Today was a pleasant catharsis of tragedy and jubilation. The best way I could describe it was cultural immersion, not just into South African culture, but African culture as a whole. After today, I really feel like I’m not just a tourist or an American, nor do I feel like a South African. It would be foolish of me to think I was, but more so I just feel like a human being enjoying the company of others. African culture stresses communal society, fraternity and openness and after today’s events, I felt all three.
Our first stop today was to the Soweto township. Soweto gets its name from the first two letters of South WEst TOwnship of Johannesburg. It was one of the many townships created to house the mineworkers as the came during the later 1800s to work on the landmines. An ominous product of the pre-apartheid era, the African townships were purposefully placed far from the main city, and placed people so that it would keep them apart. The settlers that came here located them in such a way that the spatial differences would make it more difficult for the workers to coordinate activities against the state.
Anyway, we got to see the “good, the bad and the ugly” of Soweto, as our great tour guide, Lutendo, told us. We first started taking a bus tour around the outskirts of the large town. It looked like a large slum as one might see in most developing countries or cities, yet most of the houses were made of adequate material and actually resembled houses. This was the good part of Soweto–the business centers as well. We stopped in Freedom Square, the exact spot where, in 1955, the African National Congress convened to create the Freedom Charter, the blueprint for the ideal African government which wouldn’t be placed into effect until 1994 when the ANC took power. We stood in the spot where South Africa, as we know it today, was born. It was a truly remarkable experience, and so far I haven’t met anyone who isn’t the least bit proud to be African or even a South African. I think a lot of times even in America or elsewhere we take our citizenship for granted and don’t really realize just exactly where we come from, our values and the historical precedents that make us who we are. I know I’m one of them, but I still prefer the European lifestyle. Maybe the African as well, but I will have to have more time to be able to decide just how much I will fall in love with it.
From there we went to the slums of Soweto. Maybe that’s the wrong word, but it reminded me of my days in Haiti. There we just drove by the shantytowns, the shacks and the deplorable living conditions. Here, we walked through them. Most people walked past us, some of the children waved and were happy to see us. It’s funny: in Haiti I felt like I was in Africa. In Africa I feel like I’m in Haiti. Sometimes I almost anticipate hearing French Creole conversations, but here it’s just the Zulu that I don’t yet understand. We ended our walk at a local school supported by the community and gracious business donors. It was here that I began to realize the true beauty of African culture and African tribal culture.

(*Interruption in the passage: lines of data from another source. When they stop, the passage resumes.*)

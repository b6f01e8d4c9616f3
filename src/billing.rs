use crate::tasks::Task;
use crate::utils::shorten_string;

/// How many tasks get their own line on the invoice. Tasks beyond this cap are
/// collapsed into a single summary line, because a one-page document has no room
/// for an unbounded table.
pub const VISIBLE_TASK_LIMIT: usize = 18;

/// Task names longer than this are truncated with an ellipsis in the description
/// column so the hours column never gets overrun.
const TASK_NAME_LIMIT: usize = 40;

/// Where a task description link points to in the source tracking system.
const TASK_URL_BASE: &str = "https://app.clickup.com/t";

/// The billing rate configuration, supplied once from the environment.
#[derive(Debug, Clone)]
pub struct SalaryConfig {
    /// The currency code appended verbatim to amounts, e.g. `CZK`.
    pub currency: String,
    /// The hourly rate in that currency.
    pub per_hour: f64,
}

/// The grand totals of an invoice, already rounded for display.
#[derive(Debug, Clone, PartialEq)]
pub struct TotalSummary {
    pub total_hours: f64,
    pub total_amount: f64,
}

/// One row of the invoice task table: a description (optionally clickable), the
/// displayed hours and the line amount derived from them.
#[derive(Debug, Clone, PartialEq)]
pub struct InvoiceLine {
    pub label: String,
    pub url: Option<String>,
    /// Hours rounded to 2 decimals, exactly as displayed.
    pub hours: f64,
    /// The line amount. This deliberately multiplies the *rounded* hours by the
    /// rate so the displayed amount always agrees with the displayed hours.
    pub amount: f64,
}

/// Converts a duration in milliseconds to hours at full precision.
pub fn millis_to_hours(milliseconds: i64) -> f64 {
    milliseconds as f64 / 3_600_000.0
}

/// Rounds to 2 decimal places, half away from zero.
pub fn round2(value: f64) -> f64 {
    (value * 100.0).round() / 100.0
}

/// Builds the displayable task table rows from the aggregated tasks. The first
/// `VISIBLE_TASK_LIMIT` tasks each get a linked line; any remaining tasks are
/// summarized as one `and N more` line whose hours are the full-precision sum of
/// the overflowed tasks' hours, rounded only at this point. Rounding each
/// overflowed task first and summing afterwards would compound the rounding
/// error, so the intermediate sum stays unrounded.
pub fn invoice_lines(tasks: &[Task], salary: &SalaryConfig) -> Vec<InvoiceLine> {
    let mut lines: Vec<InvoiceLine> = tasks
        .iter()
        .take(VISIBLE_TASK_LIMIT)
        .map(|task| {
            let hours = round2(millis_to_hours(task.time));
            InvoiceLine {
                label: format!("[{}] {}", task.id, shorten_string(&task.name, TASK_NAME_LIMIT)),
                url: Some(format!("{}/{}", TASK_URL_BASE, task.id)),
                hours,
                amount: hours * salary.per_hour,
            }
        })
        .collect();

    let overflowed = &tasks[tasks.len().min(VISIBLE_TASK_LIMIT)..];
    if !overflowed.is_empty() {
        let hours = round2(
            overflowed
                .iter()
                .map(|task| millis_to_hours(task.time))
                .sum(),
        );
        lines.push(InvoiceLine {
            label: format!("and {} more", overflowed.len()),
            url: None,
            hours,
            amount: hours * salary.per_hour,
        });
    }

    lines
}

/// Computes the grand totals over *all* tasks, including the overflowed ones.
/// The hours are summed at full precision and rounded once at the end, then the
/// amount is derived from the rounded total so it matches the displayed hours.
pub fn total_summary(tasks: &[Task], salary: &SalaryConfig) -> TotalSummary {
    let total_hours = round2(
        tasks
            .iter()
            .map(|task| millis_to_hours(task.time))
            .sum(),
    );

    TotalSummary {
        total_hours,
        total_amount: total_hours * salary.per_hour,
    }
}

#[cfg(test)]
mod tests {
    use super::*;

    fn task(id: &str, time: i64) -> Task {
        Task {
            id: id.into(),
            name: format!("Task {id}"),
            time,
        }
    }

    fn salary() -> SalaryConfig {
        SalaryConfig {
            currency: "CZK".into(),
            per_hour: 500.0,
        }
    }

    #[test]
    fn rounds_half_away_from_zero_to_two_decimals() {
        assert_eq!(round2(0.5025), 0.5);
        assert_eq!(round2(1.5075), 1.51);
        assert_eq!(round2(-0.005), -0.01);
        assert_eq!(round2(1.0), 1.0);
    }

    #[test]
    fn every_task_under_the_cap_gets_its_own_linked_line() {
        let tasks = vec![task("a", 3_600_000), task("b", 1_800_000)];
        let lines = invoice_lines(&tasks, &salary());

        assert_eq!(lines.len(), 2);
        assert_eq!(lines[0].label, "[a] Task a");
        assert_eq!(
            lines[0].url.as_deref(),
            Some("https://app.clickup.com/t/a")
        );
        assert_eq!(lines[0].hours, 1.0);
        assert_eq!(lines[0].amount, 500.0);
        assert_eq!(lines[1].hours, 0.5);
        assert_eq!(lines[1].amount, 250.0);
    }

    #[test]
    fn tasks_beyond_the_cap_collapse_into_one_summary_line() {
        // 20 tasks of half an hour each, two of them beyond the cap
        let tasks: Vec<Task> = (0..20)
            .map(|index| task(&format!("t{index}"), 1_800_000))
            .collect();
        let lines = invoice_lines(&tasks, &salary());

        assert_eq!(lines.len(), VISIBLE_TASK_LIMIT + 1);
        let summary = lines.last().unwrap();
        assert_eq!(summary.label, "and 2 more");
        assert_eq!(summary.url, None);
        assert_eq!(summary.hours, 1.0);
        assert_eq!(summary.amount, 500.0);
    }

    #[test]
    fn overflow_hours_are_summed_before_rounding() {
        // 19 overflowed tasks of 1,809,000 ms are 0.5025 h each: rounding each to
        // 0.50 first would give 9.50, while the true sum 9.5475 rounds to 9.55
        let tasks: Vec<Task> = (0..VISIBLE_TASK_LIMIT + 19)
            .map(|index| task(&format!("t{index}"), 1_809_000))
            .collect();
        let lines = invoice_lines(&tasks, &salary());

        let summary = lines.last().unwrap();
        assert_eq!(summary.label, "and 19 more");
        assert_eq!(summary.hours, 9.55);
    }

    #[test]
    fn grand_total_sums_unrounded_hours_then_rounds_once() {
        // Three tasks of 1,809,000 ms: individually rounded hours are 0.50 each
        // (summing to 1.50) but the true sum 1.5075 rounds to 1.51
        let tasks: Vec<Task> = (0..3).map(|index| task(&format!("t{index}"), 1_809_000)).collect();
        let summary = total_summary(&tasks, &salary());

        let rounded_then_summed: f64 = tasks
            .iter()
            .map(|task| round2(millis_to_hours(task.time)))
            .sum();
        assert_eq!(rounded_then_summed, 1.5);
        assert_eq!(summary.total_hours, 1.51);
        assert_eq!(summary.total_amount, 755.0);
    }

    #[test]
    fn reference_two_task_scenario() {
        let tasks = vec![task("a", 3_600_000), task("b", 1_800_000)];
        let summary = total_summary(&tasks, &salary());

        assert_eq!(summary.total_hours, 1.5);
        assert_eq!(summary.total_amount, 750.0);
    }

    #[test]
    fn empty_task_list_totals_to_zero() {
        let summary = total_summary(&[], &salary());
        assert_eq!(summary.total_hours, 0.0);
        assert_eq!(summary.total_amount, 0.0);
    }

    #[test]
    fn negative_task_time_produces_negative_hours_and_amount() {
        let tasks = vec![task("a", -1_800_000)];
        let lines = invoice_lines(&tasks, &salary());
        assert_eq!(lines[0].hours, -0.5);
        assert_eq!(lines[0].amount, -250.0);
    }
}
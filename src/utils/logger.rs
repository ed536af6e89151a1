use anyhow::Context;
use std::path::PathBuf;
use std::str::FromStr;
use std::sync::atomic::{AtomicU64, Ordering};
use std::time::{Duration, Instant};
use tracing::Level;
use tracing_appender::non_blocking::WorkerGuard;
use tracing_appender::rolling::{RollingFileAppender, Rotation};

/// How rolled log files are split.
#[derive(Debug, Clone, Copy, PartialEq, Eq, serde::Deserialize, serde::Serialize)]
#[serde(rename_all = "lowercase")]
pub enum LogRotation {
    Minutely,
    Hourly,
    Daily,
}

impl LogRotation {
    fn parse(s: &str) -> Self {
        match s {
            "minutely" => Self::Minutely,
            "hourly" => Self::Hourly,
            _ => Self::Daily,
        }
    }
}

/// Tracing setup for controller processes.
///
/// Knobs come from the environment: `ENSEMBLE_LOG` (level),
/// `ENSEMBLE_LOG_DIR`, `ENSEMBLE_LOG_PREFIX`, `ENSEMBLE_LOG_ROTATION`
/// and `ENSEMBLE_LOG_KEEP`. Without a directory, output goes to stdout.
#[derive(Debug, Clone, serde::Deserialize, serde::Serialize)]
pub struct LoggerConfig {
    pub level: String,
    pub dir: Option<PathBuf>,
    pub prefix: String,
    pub rotation: LogRotation,
    pub keep_files: usize,
}

impl Default for LoggerConfig {
    fn default() -> Self {
        Self {
            level: "info".into(),
            dir: None,
            prefix: "ensemble".into(),
            rotation: LogRotation::Daily,
            keep_files: 3,
        }
    }
}

impl LoggerConfig {
    pub fn from_env() -> Self {
        let defaults = Self::default();
        Self {
            level: std::env::var("ENSEMBLE_LOG").unwrap_or(defaults.level),
            dir: std::env::var("ENSEMBLE_LOG_DIR").ok().map(PathBuf::from),
            prefix: std::env::var("ENSEMBLE_LOG_PREFIX").unwrap_or(defaults.prefix),
            rotation: std::env::var("ENSEMBLE_LOG_ROTATION")
                .map(|s| LogRotation::parse(&s))
                .unwrap_or(defaults.rotation),
            keep_files: std::env::var("ENSEMBLE_LOG_KEEP")
                .ok()
                .and_then(|s| s.parse().ok())
                .unwrap_or(defaults.keep_files),
        }
    }

    /// Install the global subscriber. When logging to files the
    /// returned guard must stay alive for the life of the process.
    pub fn init(&self) -> anyhow::Result<Option<WorkerGuard>> {
        let level = Level::from_str(&self.level).unwrap_or(Level::INFO);

        let Some(dir) = self.dir.as_ref() else {
            let _ = tracing_subscriber::fmt().with_max_level(level).try_init();
            return Ok(None);
        };

        let rotation = match self.rotation {
            LogRotation::Minutely => Rotation::MINUTELY,
            LogRotation::Hourly => Rotation::HOURLY,
            LogRotation::Daily => Rotation::DAILY,
        };

        let appender: RollingFileAppender = RollingFileAppender::builder()
            .rotation(rotation)
            .max_log_files(self.keep_files)
            .filename_prefix(self.prefix.as_str())
            .build(dir)
            .with_context(|| format!("cannot open log directory {}", dir.display()))?;

        let (writer, guard) = tracing_appender::non_blocking(appender);
        let _ = tracing_subscriber::fmt()
            .with_max_level(level)
            .with_writer(writer)
            .try_init();

        tracing::info!(
            "logging to {} (prefix {}, rotation {:?})",
            dir.display(),
            self.prefix,
            self.rotation
        );
        Ok(Some(guard))
    }
}

const NEVER: u64 = u64::MAX;

/// Call-site rate limiter for log statements on hot or foreign threads.
///
/// Keymaster callbacks are required to stay lock-free, so this is
/// atomics only: one message per interval wins the compare-exchange and
/// may log; it also learns how many calls were suppressed since the
/// previous winner.
pub struct Throttle {
    origin: Instant,
    interval_ms: u64,
    last_ms: AtomicU64,
    suppressed: AtomicU64,
}

impl Throttle {
    pub fn new(interval: Duration) -> Self {
        Self {
            origin: Instant::now(),
            interval_ms: interval.as_millis() as u64,
            last_ms: AtomicU64::new(NEVER),
            suppressed: AtomicU64::new(0),
        }
    }

    /// `Some(suppressed)` when this call may log, `None` otherwise.
    #[inline]
    pub fn admit(&self) -> Option<u64> {
        let now = self.origin.elapsed().as_millis() as u64;
        let last = self.last_ms.load(Ordering::Relaxed);
        let due = last == NEVER || now.saturating_sub(last) >= self.interval_ms;

        if due
            && self
                .last_ms
                .compare_exchange(last, now, Ordering::Relaxed, Ordering::Relaxed)
                .is_ok()
        {
            return Some(self.suppressed.swap(0, Ordering::Relaxed));
        }

        self.suppressed.fetch_add(1, Ordering::Relaxed);
        None
    }
}

/// Throttled logging; the level is an identifier (`error`, `warn`).
/// Each expansion owns one [`Throttle`] for its call site.
#[macro_export]
macro_rules! log_throttled {
    ($level:ident, $interval:expr, $($arg:tt)*) => {{
        static THROTTLE: std::sync::OnceLock<$crate::utils::logger::Throttle> =
            std::sync::OnceLock::new();
        match THROTTLE
            .get_or_init(|| $crate::utils::logger::Throttle::new($interval))
            .admit()
        {
            Some(0) => tracing::$level!($($arg)*),
            Some(suppressed) => tracing::$level!(suppressed, $($arg)*),
            None => {}
        }
    }};
}

#[macro_export]
macro_rules! warn_throttled {
    ($interval:expr, $($arg:tt)*) => { $crate::log_throttled!(warn, $interval, $($arg)*) };
}

#[macro_export]
macro_rules! error_throttled {
    ($interval:expr, $($arg:tt)*) => { $crate::log_throttled!(error, $interval, $($arg)*) };
}
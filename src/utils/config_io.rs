use anyhow::{Context, bail};
use config::Config;
use serde_json::Value;
use std::path::Path;

/// Load an instrument configuration document (YAML/TOML/JSON) into the
/// raw tree the keymaster is seeded with.
///
/// Only the root shape is checked here; section-level validation
/// (`components`, `connections`, `controller`) belongs to the
/// controller, which owns the error taxonomy for it.
pub fn load_tree(path: impl AsRef<Path>) -> anyhow::Result<Value> {
    let path = path.as_ref();

    let document = Config::builder()
        .add_source(config::File::from(path.to_path_buf()))
        .build()
        .with_context(|| format!("cannot read configuration document {}", path.display()))?;

    let tree: Value = document
        .try_deserialize()
        .with_context(|| format!("{} does not deserialize into a value tree", path.display()))?;

    if !tree.is_object() {
        bail!("{} must hold a map at the document root", path.display());
    }

    Ok(tree)
}
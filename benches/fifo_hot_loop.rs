use criterion::{Criterion, criterion_group, criterion_main};
use ensemble_rt::io::SemFifo;
use std::hint::black_box;
use std::thread;
use std::time::Instant;

fn bench_put_get_uncontended(c: &mut Criterion) {
    let fifo = SemFifo::<u64>::new(1024);

    c.bench_function("semfifo_put_get_uncontended", |b| {
        b.iter(|| {
            fifo.try_put(black_box(1)).unwrap();
            black_box(fifo.try_get().unwrap())
        })
    });
}

fn bench_spsc_handoff(c: &mut Criterion) {
    c.bench_function("semfifo_spsc_handoff", |b| {
        b.iter_custom(|iters| {
            let fifo = SemFifo::<u64>::new(1024);

            let consumer = thread::spawn({
                let fifo = fifo.clone();
                move || {
                    let mut received = 0u64;
                    while fifo.get().is_some() {
                        received += 1;
                    }
                    received
                }
            });

            let start = Instant::now();
            for i in 0..iters {
                fifo.put(i).unwrap();
            }
            fifo.wait_for_empty(None);
            let elapsed = start.elapsed();

            fifo.release();
            assert_eq!(consumer.join().unwrap(), iters);

            elapsed
        })
    });
}

criterion_group!(benches, bench_put_get_uncontended, bench_spsc_handoff);
criterion_main!(benches);
use crate::component::{BaseComponent, ComponentEvent, ComponentFactory};
use crate::config::ControllerConfig;
use crate::error::{ControllerError, ControllerResult};
use crate::fsm::{Fsm, Transition};
use crate::io::SemFifo;
use crate::keymaster::{Keymaster, KeymasterServer};
use crate::utils::StateCell;
use crate::utils::config_io::load_tree;
use serde_json::Value;
use std::collections::{BTreeMap, BTreeSet};
use std::fmt;
use std::sync::atomic::{AtomicBool, AtomicU64, Ordering};
use std::sync::{Arc, Condvar, Mutex};
use std::thread::{self, JoinHandle};
use std::time::{Duration, Instant};

/// States of the global lifecycle FSM.
#[derive(Debug, Clone, Copy, PartialEq, Eq)]
pub enum ControllerState {
    Created,
    Standby,
    Ready,
    Running,
    Exiting,
}

impl ControllerState {
    pub fn as_str(&self) -> &'static str {
        match self {
            Self::Created => "Created",
            Self::Standby => "Standby",
            Self::Ready => "Ready",
            Self::Running => "Running",
            Self::Exiting => "Exiting",
        }
    }
}

impl fmt::Display for ControllerState {
    fn fmt(&self, f: &mut fmt::Formatter<'_>) -> fmt::Result {
        f.write_str(self.as_str())
    }
}

/// Events accepted by the global FSM.
///
/// `StateReport` is the internal self-event the service thread fires
/// after every registry update so guards re-evaluate; the built-in
/// transitions ignore it, user transitions may hook it.
#[derive(Debug, Clone, PartialEq, Eq)]
pub enum ControllerEvent {
    Init,
    GetReady,
    Start,
    Stop,
    DoStandby,
    Exit,
    StateReport,
    Custom(String),
}

impl ControllerEvent {
    pub fn parse(s: &str) -> Self {
        match s {
            "init" => Self::Init,
            "get_ready" => Self::GetReady,
            "start" => Self::Start,
            "stop" => Self::Stop,
            "do_standby" => Self::DoStandby,
            "exit" => Self::Exit,
            "state_report" => Self::StateReport,
            other => Self::Custom(other.to_string()),
        }
    }
}
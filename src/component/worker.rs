use crate::component::{BaseComponent, ComponentEvent, ComponentFactory, ComponentState};
use crate::fsm::{Fsm, Transition};
use crate::io::SemFifo;
use crate::keymaster::Keymaster;
use crate::utils::{HealthFlag, StateCell};
use anyhow::Context;
use serde_json::Value;
use std::sync::Arc;
use std::thread::{self, JoinHandle};
use std::time::Duration;

/// Command queue bound when the configuration does not say otherwise.
pub const DEFAULT_COMMAND_CAPACITY: usize = 16;

/// Generic lifecycle worker: the provided [`BaseComponent`]
/// implementation.
///
/// On construction it connects its own keymaster client, reads its
/// configuration subtree, publishes `Created`, subscribes to its
/// command node and spawns a worker thread that drains commands into
/// the per-instance lifecycle FSM. Every fired transition is written
/// back to `components.<name>.state`; a rejected event is reported
/// through `components.<name>.status` and leaves the state untouched.
pub struct WorkerComponent {
    name: String,
    kind: String,
    km: Keymaster,
    config: Value,
    cmd_fifo: SemFifo<ComponentEvent>,
    state_cell: Arc<StateCell<ComponentState>>,
    health: HealthFlag,
    worker: Option<JoinHandle<()>>,
}

impl WorkerComponent {
    pub fn start(kind: &str, name: &str, keymaster_url: &str) -> anyhow::Result<Self> {
        let km = Keymaster::connect(keymaster_url)?;

        let config = km
            .get(&format!("components.{name}"))
            .with_context(|| format!("component '{name}' has no configuration subtree"))?;

        let capacity = config
            .get("command_queue")
            .and_then(Value::as_u64)
            .map(|v| v as usize)
            .unwrap_or(DEFAULT_COMMAND_CAPACITY);

        let cmd_fifo = SemFifo::new(capacity);
        let state_cell = StateCell::new_arc(ComponentState::Created);
        let health = HealthFlag::new(true);

        km.put(
            &format!("components.{name}.state"),
            Value::String(ComponentState::Created.as_str().into()),
        )?;
        km.put(&format!("components.{name}.status"), Value::String("ok".into()))?;

        km.subscribe(&format!("components.{name}.command"), {
            let fifo = cmd_fifo.clone();
            let cname = name.to_string();
            move |_, node| {
                let Some(event) = node.as_str().and_then(|s| s.parse::<ComponentEvent>().ok())
                else {
                    tracing::warn!("[{}] unparseable command: {}", cname, node);
                    return;
                };
                if let Err(err) = fifo.try_put(event) {
                    tracing::warn!(
                        "[{}] command queue refused '{}': {}",
                        cname,
                        err.value,
                        err.reason
                    );
                }
            }
        })?;

        let worker = thread::Builder::new().name(format!("{kind}-{name}")).spawn({
            let km = km.clone();
            let fifo = cmd_fifo.clone();
            let cell = state_cell.clone();
            let health = health.clone();
            let name = name.to_string();
            move || {
                run_worker(&name, &km, &fifo, &cell);
                health.down();
            }
        })?;

        tracing::info!("[{}] component created (type {})", name, kind);

        Ok(Self {
            name: name.to_string(),
            kind: kind.to_string(),
            km,
            config,
            cmd_fifo,
            state_cell,
            health,
            worker: Some(worker),
        })
    }

    /// Factory for registering this implementation under a type name.
    pub fn factory() -> ComponentFactory {
        Arc::new(|kind, name, url| {
            WorkerComponent::start(kind, name, url).map(|c| Box::new(c) as Box<dyn BaseComponent>)
        })
    }

    /// The component's configuration subtree as read at construction.
    pub fn config(&self) -> &Value {
        &self.config
    }
}

impl BaseComponent for WorkerComponent {
    fn name(&self) -> &str {
        &self.name
    }

    fn kind(&self) -> &str {
        &self.kind
    }

    fn command(&self, event: ComponentEvent) -> anyhow::Result<()> {
        self.km
            .put(
                &format!("components.{}.command", self.name),
                Value::String(event.as_str().into()),
            )
            .map_err(anyhow::Error::from)
    }

    fn current_state(&self) -> ComponentState {
        *self.state_cell.load()
    }

    fn is_healthy(&self) -> bool {
        self.health.get()
    }

    fn shutdown(&mut self) {
        let Some(handle) = self.worker.take() else {
            return;
        };

        if self.current_state() != ComponentState::Exiting {
            let _ = self.command(ComponentEvent::Exit);
            // Give the worker a chance to drain the exit cooperatively.
            self.cmd_fifo.wait_for_empty(Some(Duration::from_millis(500)));
        }

        self.cmd_fifo.release();
        if handle.join().is_err() {
            tracing::error!("[{}] worker thread panicked", self.name);
        }
        self.health.down();
        self.km.unsubscribe_all();
        tracing::debug!("[{}] component shut down", self.name);
    }
}

impl Drop for WorkerComponent {
    fn drop(&mut self) {
        self.shutdown();
    }
}

fn lifecycle_fsm() -> Fsm<ComponentState, ComponentEvent, ()> {
    use ComponentEvent::*;
    use ComponentState::*;

    let mut fsm = Fsm::new(Created);
    fsm.add_transition(Transition::new(Created, Init, Standby));
    fsm.add_transition(Transition::new(Standby, DoReady, Ready));
    fsm.add_transition(Transition::new(Ready, Start, Running));
    fsm.add_transition(Transition::new(Running, Stop, Ready));
    fsm.add_transition(Transition::new(Ready, DoStandby, Standby));
    for state in [Created, Standby, Ready, Running] {
        fsm.add_transition(Transition::new(state, Exit, Exiting));
    }
    fsm
}

fn run_worker(
    name: &str,
    km: &Keymaster,
    fifo: &SemFifo<ComponentEvent>,
    cell: &Arc<StateCell<ComponentState>>,
) {
    let mut fsm = lifecycle_fsm();
    let state_path = format!("components.{name}.state");
    let status_path = format!("components.{name}.status");

    while let Some(event) = fifo.get() {
        if fsm.handle_event(event, &()) {
            let state = *fsm.state();
            cell.publish(state);
            if let Err(err) = km.put(&state_path, Value::String(state.as_str().into())) {
                tracing::error!("[{}] failed to publish state: {}", name, err);
                break;
            }
            if state == ComponentState::Exiting {
                break;
            }
        } else {
            let msg = format!(
                "error: event '{}' rejected in state '{}'",
                event,
                fsm.state()
            );
            tracing::error!("[{}] {}", name, msg);
            let _ = km.put(&status_path, Value::String(msg));
        }
    }

    tracing::debug!("[{}] worker loop ended in state {}", name, fsm.state());
}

There was a band of students who would perform a long performance for us. It began as a choir, singing in a most beautiful language, and even the musical aspects were just awe inspiring from the first note. Then came the beating of the djembes and the songs picked up. You could truly feel the energy and the passion coming from them. It was infectious. They all began dancing, clapping and singing and you couldn’t help but follow along. They even invited us to join, and I think at that point, most of us transcended from being American tourists to being South Africans, if only for a few minutes. The talent that came from these students, who were about 16-19 years old was just incredible. I think choosing any other word less than beautiful would be a grave injustice to this art. After, we stayed to chat with them, play with the children who took pictures with our cameras. And we bought some things from them, handmade art, to help support their school. I bought a bracelet that won’t be coming off anytime soon.
After lunch, we went to see Nelson Mandela’s former residence, and that of Archbishop Desmond Tutu. Fun fact: the both live on the same street, and it’s the only street in the world that has two Nobel Peace Prize recipients on the same streets. We walked in the same footsteps, literally, as these two peace fighters. Just another day in the life of South Africa, you know.
The last visit was to the Hector Pieterson museum, the museum of the Soweto uprising of June 16, 1976. It was a student-led uprising after the government said that education in the schools would be in Afrikaans, not the traditional African language as before. The fact that students, of all people, led a violent resistance to the government, and that the government in turn violently suppressed these insurrections was the most incredible part of trying to wrap your head around the whole event. In the same places we’d been driving, standing and walking, 30 years ago children and their parents were rioting against injustice. I kept trying to picture it all around me as if I were there, and part of me couldn’t imagine it, and another part was just completely lost in it all. Military killing children, of all people. This was the beginning of the end of the apartheid government. This was the beginning of the violence that would continue until the late 80s.
Our last stop was a typical tourist destination. We stopped inside this large shop where we all bought our souvenirs, our reminders of Africa. I’m not a big spender, but when I told myself “you’re only in Africa once,” I decided to buy the djembe that I kept eyeing, price be damned. I’m thankful for an early end to the day where I can type out my thoughts here, watch some cricket on TV, relax before I most likely do some school work. It never ends, but as long as I’m in Africa, I can manage.